Inzwischen sichert eine Stiftung das Hilfswerk ab und garantiert Kontinuität. Das erste Stiftungskapital bringt eine Stifterin aus Kerken auf. Die im Jahr 2002 ins Leben gerufene „Stiftung Aktion pro Humanität“ hat ihren Sitz in Kevelaer. Zweck der Stiftung sind u.a. die Förderung der Entwicklungshilfe und die Beschaffung von Mitteln zur Förderung der Entwicklungshilfe.

2002 arbeiten im Vorstand der Stiftung als Vorstandsvorsitzender Heinz „Reno“ Franzen, Kervenheim, und Ernst Müller, Düsseldorf. Im Kuratorium sind zu dieser Zeit tätig als Kuratoriumsvorsitzender Landrat Rudolf Kersting, Kleve, als Stellvertreterin Gertrud Peters, Kerken, Sigrid Baum, Straelen, Dr. Barbara Hendricks, Kleve, Dr. Elke Kleuren-Schryvers, Kervenheim, Prof. Dr. Rainer Körfer, Bad Oeynhausen, Dipl. Ing. Bernd Vos, Wetten, und Bernd Zevens, Kleve.

2006 wird Elke Kleuren-Schryvers in Kleve mit der Johanna-Sebus-Medaille geehrt. Es ist das Jahr, in dem ihr Mann Herbert stirbt.

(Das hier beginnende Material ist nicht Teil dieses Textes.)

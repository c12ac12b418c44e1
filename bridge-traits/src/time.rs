//! Time Abstraction
//!
//! Provides an injectable time source so debounce windows can be tested
//! deterministically.

use chrono::{DateTime, Utc};

/// Time source trait
///
/// # Example
///
/// ```ignore
/// use bridge_traits::time::Clock;
///
/// fn log_timestamp(clock: &dyn Clock) {
///     let now = clock.now();
///     println!("Current time: {}", now);
/// }
/// ```
pub trait Clock: Send + Sync {
    /// Get current UTC time
    fn now(&self) -> DateTime<Utc>;

    /// Get current Unix timestamp in seconds
    fn unix_timestamp(&self) -> i64 {
        self.now().timestamp()
    }

    /// Get current Unix timestamp in milliseconds
    fn unix_timestamp_millis(&self) -> i64 {
        self.now().timestamp_millis()
    }
}

/// System clock implementation using actual system time
#[derive(Debug, Clone, Default)]
pub struct SystemClock;

impl Clock for SystemClock {
    fn now(&self) -> DateTime<Utc> {
        Utc::now()
    }
}
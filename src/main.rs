use anyhow::{Context, Result};
use clap::Parser;
use colorstat::cli::{Cli, Command, OutputFormat};
use colorstat::config::AnalysisConfig;
use colorstat::orchestrator::{DataKind, DatasetOrchestrator};
use colorstat::report::{self, TextReport};
use colorstat::store::AggregationStore;
use serde::Serialize;
use std::io::Write;
use tracing_subscriber::EnvFilter;

/// Initialize tracing subscriber; `--debug` forces TRACE, otherwise RUST_LOG
/// (default `warn`) decides
fn init_tracing(debug: bool) {
    let filter = if debug {
        EnvFilter::from_default_env().add_directive(tracing::Level::TRACE.into())
    } else {
        EnvFilter::try_from_default_env().unwrap_or_else(|_| EnvFilter::new("warn"))
    };
    tracing_subscriber::fmt()
        .with_env_filter(filter)
        .with_writer(std::io::stderr)
        .init();
}

/// Print a result in the requested format
fn emit<T: TextReport + Serialize>(value: &T, format: OutputFormat) -> Result<()> {
    let stdout = std::io::stdout();
    let mut out = stdout.lock();
    match format {
        OutputFormat::Text => value.write_text(&mut out)?,
        OutputFormat::Json => writeln!(out, "{}", report::to_json(value)?)?,
    }
    Ok(())
}

fn load_config(args: &Cli) -> Result<AnalysisConfig> {
    let mut config = match &args.config {
        Some(path) => AnalysisConfig::from_file(path)
            .with_context(|| format!("Failed to load config {}", path.display()))?,
        None => AnalysisConfig::default(),
    };
    args.apply(&mut config);
    config.validate()?;
    Ok(config)
}

fn main() -> Result<()> {
    let args = Cli::parse();

    init_tracing(args.debug);

    let config = load_config(&args)?;
    let orchestrator = DatasetOrchestrator::new(config)?;

    match &args.command {
        Command::Perf { run, files } => {
            let mut store = AggregationStore::new();
            let summary = if files.is_empty() {
                orchestrator.perf_run(&run.parameters(DataKind::Perf), &mut store)?
            } else {
                orchestrator.summarize_perf("files", run.platform, files, &mut store)?
            };
            emit(&summary, args.format)?;
        }
        Command::Colors { run, files } => {
            let mut store = AggregationStore::new();
            let summary = if files.is_empty() {
                orchestrator.color_run(&run.parameters(DataKind::Colors), &mut store)?
            } else {
                orchestrator.summarize_colors("files", files, &mut store)?
            };
            emit(&summary, args.format)?;
        }
        Command::Boxplot { run, quantity, .. } => {
            let params = run.parameters(DataKind::Perf);
            match orchestrator.box_plot_sweep(&params, (*quantity).into()) {
                Ok(sweep) => emit(&sweep, args.format)?,
                Err(err) => {
                    if !err.completed.levels.is_empty() {
                        emit(&err.completed, args.format)?;
                    }
                    return Err(err.into());
                }
            }
        }
        Command::Bins { run, index, file } => {
            let snapshot = match (index, file) {
                (_, Some(path)) => orchestrator.snapshot_file(run.platform, path)?,
                (Some(index), None) => {
                    orchestrator.bins_snapshot(&run.parameters(DataKind::Colors), *index)?
                }
                (None, None) => anyhow::bail!("bins needs --index N or --file PATH"),
            };
            emit(&snapshot, args.format)?;
        }
        Command::Areas {
            map,
            pages,
            boundary,
        } => {
            let out_path = orchestrator.write_area_report(map, pages, (*boundary).into())?;
            println!("{}", out_path.display());
        }
    }

    Ok(())
}
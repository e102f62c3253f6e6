//! Configuration for experiment-log analysis runs
//!
//! Loaded from TOML; every field has a default so a config file only needs
//! the values it changes.
//!
//! ```toml
//! data_root = "../data"
//! abort_on_malformed = false
//! color_mask = 0x0FFFFFFF
//! utilizations = ["12", "25", "37", "50", "63", "75", "87"]
//!
//! [file_range]
//! first = 1
//! last = 999
//! ```

use crate::error::{AnalysisError, Result};
use crate::selection::{ALL_COLORS_24, ALL_COLORS_28};
use serde::{Deserialize, Serialize};
use std::fs;
use std::ops::RangeInclusive;
use std::path::{Path, PathBuf};

/// What a run does with a file that fails to parse
#[derive(Debug, Clone, Copy, PartialEq, Eq, Serialize, Deserialize)]
pub enum FailurePolicy {
    /// Stop the run and report the file
    Abort,
    /// Log the file, record it as skipped and carry on
    Skip,
}

/// Inclusive range of numeric file indices in one run directory
#[derive(Debug, Clone, Copy, PartialEq, Eq, Serialize, Deserialize)]
pub struct FileRange {
    pub first: u32,
    pub last: u32,
}

impl FileRange {
    pub fn new(first: u32, last: u32) -> Self {
        Self { first, last }
    }

    pub fn indices(&self) -> RangeInclusive<u32> {
        self.first..=self.last
    }

    pub fn len(&self) -> usize {
        if self.is_empty() {
            0
        } else {
            (self.last - self.first) as usize + 1
        }
    }

    pub fn is_empty(&self) -> bool {
        self.first > self.last
    }
}

impl Default for FileRange {
    fn default() -> Self {
        Self::new(1, 250)
    }
}

/// Settings shared by every run of an analysis session
#[derive(Debug, Clone, PartialEq, Serialize, Deserialize)]
#[serde(default)]
pub struct AnalysisConfig {
    /// Directory holding the `<platform>/<benchmark>/...` tree
    pub data_root: PathBuf,

    /// Abort a run on the first malformed file (default) instead of skipping it
    pub abort_on_malformed: bool,

    /// Colors whose page counts form the selected partition
    pub color_mask: u64,

    /// File indices read from each run directory
    pub file_range: FileRange,

    /// Utilization levels of a box-plot sweep, in plotting order
    pub utilizations: Vec<String>,

    /// Multiplier applied to elapsed seconds in box-plot sweeps
    pub time_scale: f64,
}

fn default_utilizations() -> Vec<String> {
    ["25", "37", "50", "63", "75", "87", "100"]
        .iter()
        .map(|s| s.to_string())
        .collect()
}

impl Default for AnalysisConfig {
    fn default() -> Self {
        Self {
            data_root: PathBuf::from("../data"),
            abort_on_malformed: true,
            color_mask: ALL_COLORS_24,
            file_range: FileRange::default(),
            utilizations: default_utilizations(),
            time_scale: 1000.0,
        }
    }
}

impl AnalysisConfig {
    /// Layout of the 24-color embedded platform runs
    pub fn raw_counter_platform() -> Self {
        Self::default()
    }

    /// Layout of the 28-color server platform runs
    pub fn generic_platform() -> Self {
        Self {
            color_mask: ALL_COLORS_28,
            file_range: FileRange::new(1, 999),
            ..Self::default()
        }
    }

    /// Load a TOML config file
    pub fn from_file(path: &Path) -> Result<Self> {
        if !path.is_file() {
            return Err(AnalysisError::FileNotFound {
                path: path.to_path_buf(),
            });
        }
        let text = fs::read_to_string(path).map_err(|e| AnalysisError::io(path, e))?;
        let config = Self::from_toml(&text)?;
        tracing::debug!(path = %path.display(), "loaded analysis config");
        Ok(config)
    }

    pub fn from_toml(text: &str) -> Result<Self> {
        let config: Self =
            toml::from_str(text).map_err(|e| AnalysisError::InvalidConfig(e.to_string()))?;
        config.validate()?;
        Ok(config)
    }

    pub fn failure_policy(&self) -> FailurePolicy {
        if self.abort_on_malformed {
            FailurePolicy::Abort
        } else {
            FailurePolicy::Skip
        }
    }

    /// Validate configuration
    pub fn validate(&self) -> Result<()> {
        if self.file_range.is_empty() {
            return Err(AnalysisError::InvalidConfig(format!(
                "file_range is empty ({}..={})",
                self.file_range.first, self.file_range.last
            )));
        }

        if self.utilizations.is_empty() {
            return Err(AnalysisError::InvalidConfig(
                "utilizations must list at least one level".to_string(),
            ));
        }

        if self.color_mask == 0 {
            return Err(AnalysisError::InvalidConfig(
                "color_mask selects no colors".to_string(),
            ));
        }

        if !(self.time_scale > 0.0 && self.time_scale.is_finite()) {
            return Err(AnalysisError::InvalidConfig(format!(
                "time_scale must be positive, got {}",
                self.time_scale
            )));
        }

        Ok(())
    }
}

Für Elke Kleuren-Schryvers, die unermüdliche Ärztin, bringt das Jahr 2010 einen weiteren tiefen Einschnitt. Sie muss aus gesundheitlichen Gründen ihre 22 Jahre zuvor gegründete Hausarztpraxis in Kervenheim aufgeben. Kraft und Stärke, solche Schicksalsschläge anzunehmen, findet sie an den marianischen Gnadenstätten in Kevelaer, Lourdes und Dassa in Afrika.

Zum 20-jährigen Bestehen der Afrika-Hilfe, die sich Aktion pro Humanität nennt, kommt im August 2012  Dr. Rupert Neudeck nach Kevelaer. Er spricht in der Klosterkirche der Klarissenschwestern über „Die neue Kirche - Und Ihr werdet das Antlitz der Erde erneuern“.

Darum bemühen sich Elke Kleuren-Schryvers in der geistigen Nachfolge von Albert Schweitzer und ihre Helfer der Aktion pro Humanität an ihren Einsatzorten in Afrika jeden Tag.